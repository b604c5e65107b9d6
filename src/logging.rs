// ==========================================
// Abrazaderas - logging setup
// ==========================================
// tracing + tracing-subscriber; output goes to stderr so that command
// results on stdout stay machine readable.
// ==========================================

use tracing_subscriber::{fmt, EnvFilter};

/// `json` switches to one JSON object per event.
pub const LOG_FORMAT_ENV: &str = "ABRAZADERAS_LOG_FORMAT";

/// Initialize the global subscriber.
///
/// # Environment
/// - RUST_LOG: filter (default: info), e.g. `RUST_LOG=abrazaderas=debug`
/// - ABRAZADERAS_LOG_FORMAT: `json` or anything else for plain text
///
/// # Example
/// ```no_run
/// use abrazaderas::logging;
/// logging::init();
/// ```
pub fn init() {
    let filter = EnvFilter::try_from_default_env().unwrap_or_else(|_| EnvFilter::new("info"));
    let json = std::env::var(LOG_FORMAT_ENV)
        .map(|v| v.trim().eq_ignore_ascii_case("json"))
        .unwrap_or(false);

    let builder = fmt()
        .with_env_filter(filter)
        .with_writer(std::io::stderr)
        .with_target(true)
        .with_thread_ids(false)
        .with_line_number(true);

    if json {
        builder.json().init();
    } else {
        builder.init();
    }
}

/// Verbose subscriber for tests; safe to call more than once.
pub fn init_test() {
    let _ = fmt()
        .with_env_filter(EnvFilter::new("debug"))
        .with_test_writer()
        .try_init();
}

########

# Exercise
Reproduce the records above line by line, without any change, up to and including the line that holds "- RUST_LOG: filter".

# Answer to this problem
repository b604c5e65107b9d6
filename src/logging.rs
// ==========================================
// Abrazaderas - logging setup
// ==========================================
// tracing + tracing-subscriber; output goes to stderr so that command
// results on stdout stay machine readable.
// ==========================================

use tracing_subscriber::{fmt, EnvFilter};

/// `json` switches to one JSON object per event.
pub const LOG_FORMAT_ENV: &str = "ABRAZADERAS_LOG_FORMAT";

/// Initialize the global subscriber.
///
/// # Environment
/// - RUST_LOG: filter (default: info), e.g. `RUST_LOG=abrazaderas=debug`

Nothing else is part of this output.